Description of the task: Repeat exactly, please, the opening lines of the data below, through and including the line where "#[derive(Debug, Clone, PartialEq)]" sits.

- Opening Delimiter -

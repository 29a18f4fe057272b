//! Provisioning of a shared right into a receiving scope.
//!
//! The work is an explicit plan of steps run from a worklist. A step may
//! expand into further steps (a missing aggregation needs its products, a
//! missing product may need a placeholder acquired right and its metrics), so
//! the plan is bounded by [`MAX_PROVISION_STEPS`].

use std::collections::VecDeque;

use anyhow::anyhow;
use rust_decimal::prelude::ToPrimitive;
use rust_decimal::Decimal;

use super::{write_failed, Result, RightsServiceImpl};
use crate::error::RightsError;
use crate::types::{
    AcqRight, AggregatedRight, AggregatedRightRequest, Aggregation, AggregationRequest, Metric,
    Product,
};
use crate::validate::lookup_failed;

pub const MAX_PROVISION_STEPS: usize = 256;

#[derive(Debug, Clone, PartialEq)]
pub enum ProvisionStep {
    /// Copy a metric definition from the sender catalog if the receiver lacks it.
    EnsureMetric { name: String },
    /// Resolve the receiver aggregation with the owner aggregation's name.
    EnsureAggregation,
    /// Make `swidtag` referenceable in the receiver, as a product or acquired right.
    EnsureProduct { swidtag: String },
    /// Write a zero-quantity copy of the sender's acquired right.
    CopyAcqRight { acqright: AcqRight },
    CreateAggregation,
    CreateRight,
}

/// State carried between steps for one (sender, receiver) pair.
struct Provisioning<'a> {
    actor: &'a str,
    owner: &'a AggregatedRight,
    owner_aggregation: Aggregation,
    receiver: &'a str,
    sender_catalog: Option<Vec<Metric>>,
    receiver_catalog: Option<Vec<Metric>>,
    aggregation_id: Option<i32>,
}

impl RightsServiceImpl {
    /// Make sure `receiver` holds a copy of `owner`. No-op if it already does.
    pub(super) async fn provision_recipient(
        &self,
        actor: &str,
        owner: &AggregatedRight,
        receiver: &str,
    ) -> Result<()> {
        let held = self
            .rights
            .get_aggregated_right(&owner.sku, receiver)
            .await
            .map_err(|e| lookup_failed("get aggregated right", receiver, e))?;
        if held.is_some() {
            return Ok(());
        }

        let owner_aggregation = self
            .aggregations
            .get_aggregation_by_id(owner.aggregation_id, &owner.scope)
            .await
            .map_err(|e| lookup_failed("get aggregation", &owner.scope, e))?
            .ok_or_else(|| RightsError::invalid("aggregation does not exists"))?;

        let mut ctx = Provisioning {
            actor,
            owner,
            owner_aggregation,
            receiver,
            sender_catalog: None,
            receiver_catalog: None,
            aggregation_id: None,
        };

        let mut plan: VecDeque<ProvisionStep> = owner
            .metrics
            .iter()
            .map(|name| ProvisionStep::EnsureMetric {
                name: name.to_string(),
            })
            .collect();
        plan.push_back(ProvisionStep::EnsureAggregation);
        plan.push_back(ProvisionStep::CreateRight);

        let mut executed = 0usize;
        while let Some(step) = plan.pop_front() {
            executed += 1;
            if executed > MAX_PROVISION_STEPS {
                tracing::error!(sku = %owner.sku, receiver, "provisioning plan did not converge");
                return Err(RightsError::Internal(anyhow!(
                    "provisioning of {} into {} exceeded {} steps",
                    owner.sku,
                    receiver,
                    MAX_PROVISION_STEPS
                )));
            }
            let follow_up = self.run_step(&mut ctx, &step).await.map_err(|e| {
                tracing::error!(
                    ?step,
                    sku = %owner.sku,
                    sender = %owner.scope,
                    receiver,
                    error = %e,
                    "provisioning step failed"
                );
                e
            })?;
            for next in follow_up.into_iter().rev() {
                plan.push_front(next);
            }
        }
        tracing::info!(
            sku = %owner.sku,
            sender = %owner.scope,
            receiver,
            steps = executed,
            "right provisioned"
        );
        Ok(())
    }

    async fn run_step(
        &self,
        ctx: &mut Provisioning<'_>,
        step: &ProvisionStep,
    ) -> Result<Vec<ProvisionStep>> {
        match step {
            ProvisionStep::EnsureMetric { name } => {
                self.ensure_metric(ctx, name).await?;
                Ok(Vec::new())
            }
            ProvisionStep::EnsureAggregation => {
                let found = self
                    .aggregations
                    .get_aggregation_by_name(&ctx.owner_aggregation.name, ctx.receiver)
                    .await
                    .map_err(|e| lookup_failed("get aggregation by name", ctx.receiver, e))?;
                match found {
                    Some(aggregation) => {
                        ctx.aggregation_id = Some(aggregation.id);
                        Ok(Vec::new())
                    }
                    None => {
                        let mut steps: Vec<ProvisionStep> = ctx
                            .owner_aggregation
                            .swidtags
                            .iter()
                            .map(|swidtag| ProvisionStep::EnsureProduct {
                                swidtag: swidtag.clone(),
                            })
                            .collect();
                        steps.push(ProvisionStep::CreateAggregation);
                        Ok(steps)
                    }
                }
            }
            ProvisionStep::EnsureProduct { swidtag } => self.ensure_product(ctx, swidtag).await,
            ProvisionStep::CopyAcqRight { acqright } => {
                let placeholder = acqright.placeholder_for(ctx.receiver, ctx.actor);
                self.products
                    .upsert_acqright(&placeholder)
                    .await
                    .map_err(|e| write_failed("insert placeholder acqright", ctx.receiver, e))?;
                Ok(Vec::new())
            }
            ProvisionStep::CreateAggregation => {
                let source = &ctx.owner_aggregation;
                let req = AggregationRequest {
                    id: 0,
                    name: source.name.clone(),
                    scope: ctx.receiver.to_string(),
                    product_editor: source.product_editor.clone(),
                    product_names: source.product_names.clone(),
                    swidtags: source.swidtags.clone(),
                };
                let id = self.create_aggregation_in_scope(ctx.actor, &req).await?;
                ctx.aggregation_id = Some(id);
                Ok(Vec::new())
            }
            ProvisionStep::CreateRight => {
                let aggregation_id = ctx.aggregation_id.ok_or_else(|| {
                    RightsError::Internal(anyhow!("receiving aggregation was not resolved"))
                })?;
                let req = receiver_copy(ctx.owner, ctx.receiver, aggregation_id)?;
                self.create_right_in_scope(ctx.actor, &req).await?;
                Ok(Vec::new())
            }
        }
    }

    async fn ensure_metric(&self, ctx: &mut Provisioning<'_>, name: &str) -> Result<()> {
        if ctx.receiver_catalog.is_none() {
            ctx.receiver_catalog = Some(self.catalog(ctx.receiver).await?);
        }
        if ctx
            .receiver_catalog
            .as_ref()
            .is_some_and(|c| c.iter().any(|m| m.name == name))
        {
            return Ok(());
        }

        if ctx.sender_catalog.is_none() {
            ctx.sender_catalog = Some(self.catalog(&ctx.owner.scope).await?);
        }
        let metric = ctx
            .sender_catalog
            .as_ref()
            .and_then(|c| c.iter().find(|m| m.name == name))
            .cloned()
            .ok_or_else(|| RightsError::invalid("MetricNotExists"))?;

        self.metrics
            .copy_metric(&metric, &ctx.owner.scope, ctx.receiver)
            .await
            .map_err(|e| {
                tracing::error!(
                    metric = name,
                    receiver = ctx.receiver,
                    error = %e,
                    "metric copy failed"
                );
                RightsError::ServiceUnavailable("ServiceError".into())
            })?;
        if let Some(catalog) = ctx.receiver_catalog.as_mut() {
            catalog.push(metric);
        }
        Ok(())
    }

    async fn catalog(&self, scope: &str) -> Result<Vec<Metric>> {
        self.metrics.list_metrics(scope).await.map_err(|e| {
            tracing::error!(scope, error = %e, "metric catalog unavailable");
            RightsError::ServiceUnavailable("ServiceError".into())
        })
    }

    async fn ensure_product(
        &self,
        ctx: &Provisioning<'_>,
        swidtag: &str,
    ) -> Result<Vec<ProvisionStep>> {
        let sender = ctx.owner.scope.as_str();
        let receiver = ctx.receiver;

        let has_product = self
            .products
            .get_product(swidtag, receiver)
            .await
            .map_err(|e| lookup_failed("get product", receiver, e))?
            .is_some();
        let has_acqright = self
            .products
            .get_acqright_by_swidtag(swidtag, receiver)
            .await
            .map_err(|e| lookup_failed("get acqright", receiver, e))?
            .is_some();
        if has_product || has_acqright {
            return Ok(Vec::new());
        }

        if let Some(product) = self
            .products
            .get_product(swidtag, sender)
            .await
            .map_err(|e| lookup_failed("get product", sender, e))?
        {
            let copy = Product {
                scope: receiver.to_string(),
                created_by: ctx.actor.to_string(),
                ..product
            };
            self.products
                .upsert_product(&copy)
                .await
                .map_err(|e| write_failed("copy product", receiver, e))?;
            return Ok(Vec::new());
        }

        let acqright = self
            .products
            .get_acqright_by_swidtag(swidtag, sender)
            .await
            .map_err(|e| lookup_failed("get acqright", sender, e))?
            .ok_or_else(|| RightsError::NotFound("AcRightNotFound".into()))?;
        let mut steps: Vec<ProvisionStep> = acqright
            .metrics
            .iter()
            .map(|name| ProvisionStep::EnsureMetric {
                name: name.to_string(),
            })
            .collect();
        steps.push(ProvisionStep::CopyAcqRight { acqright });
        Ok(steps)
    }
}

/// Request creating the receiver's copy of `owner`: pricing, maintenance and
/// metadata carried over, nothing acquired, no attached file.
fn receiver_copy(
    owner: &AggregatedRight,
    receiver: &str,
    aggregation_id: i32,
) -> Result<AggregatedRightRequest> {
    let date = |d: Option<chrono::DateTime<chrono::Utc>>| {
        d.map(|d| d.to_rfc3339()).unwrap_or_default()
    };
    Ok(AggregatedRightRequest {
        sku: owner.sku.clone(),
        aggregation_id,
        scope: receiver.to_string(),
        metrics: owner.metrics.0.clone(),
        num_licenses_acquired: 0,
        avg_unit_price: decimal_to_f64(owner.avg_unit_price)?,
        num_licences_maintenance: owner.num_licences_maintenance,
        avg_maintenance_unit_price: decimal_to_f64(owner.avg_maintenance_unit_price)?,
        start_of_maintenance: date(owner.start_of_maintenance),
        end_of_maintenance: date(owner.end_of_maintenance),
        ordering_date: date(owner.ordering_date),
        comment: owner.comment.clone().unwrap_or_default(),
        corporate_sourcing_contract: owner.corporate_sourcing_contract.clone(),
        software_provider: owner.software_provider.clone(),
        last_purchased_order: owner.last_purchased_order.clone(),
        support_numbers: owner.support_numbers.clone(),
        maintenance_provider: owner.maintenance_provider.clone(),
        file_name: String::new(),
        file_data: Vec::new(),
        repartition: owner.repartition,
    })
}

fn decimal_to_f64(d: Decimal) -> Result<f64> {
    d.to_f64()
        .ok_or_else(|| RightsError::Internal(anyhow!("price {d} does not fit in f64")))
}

- Closing Delimiter -

Response to this task:
repository 29a18f4fe057272b
//! Provisioning of a shared right into a receiving scope.
//!
//! The work is an explicit plan of steps run from a worklist. A step may
//! expand into further steps (a missing aggregation needs its products, a
//! missing product may need a placeholder acquired right and its metrics), so
//! the plan is bounded by [`MAX_PROVISION_STEPS`].

use std::collections::VecDeque;

use anyhow::anyhow;
use rust_decimal::prelude::ToPrimitive;
use rust_decimal::Decimal;

use super::{write_failed, Result, RightsServiceImpl};
use crate::error::RightsError;
use crate::types::{
    AcqRight, AggregatedRight, AggregatedRightRequest, Aggregation, AggregationRequest, Metric,
    Product,
};
use crate::validate::lookup_failed;

pub const MAX_PROVISION_STEPS: usize = 256;

#[derive(Debug, Clone, PartialEq)]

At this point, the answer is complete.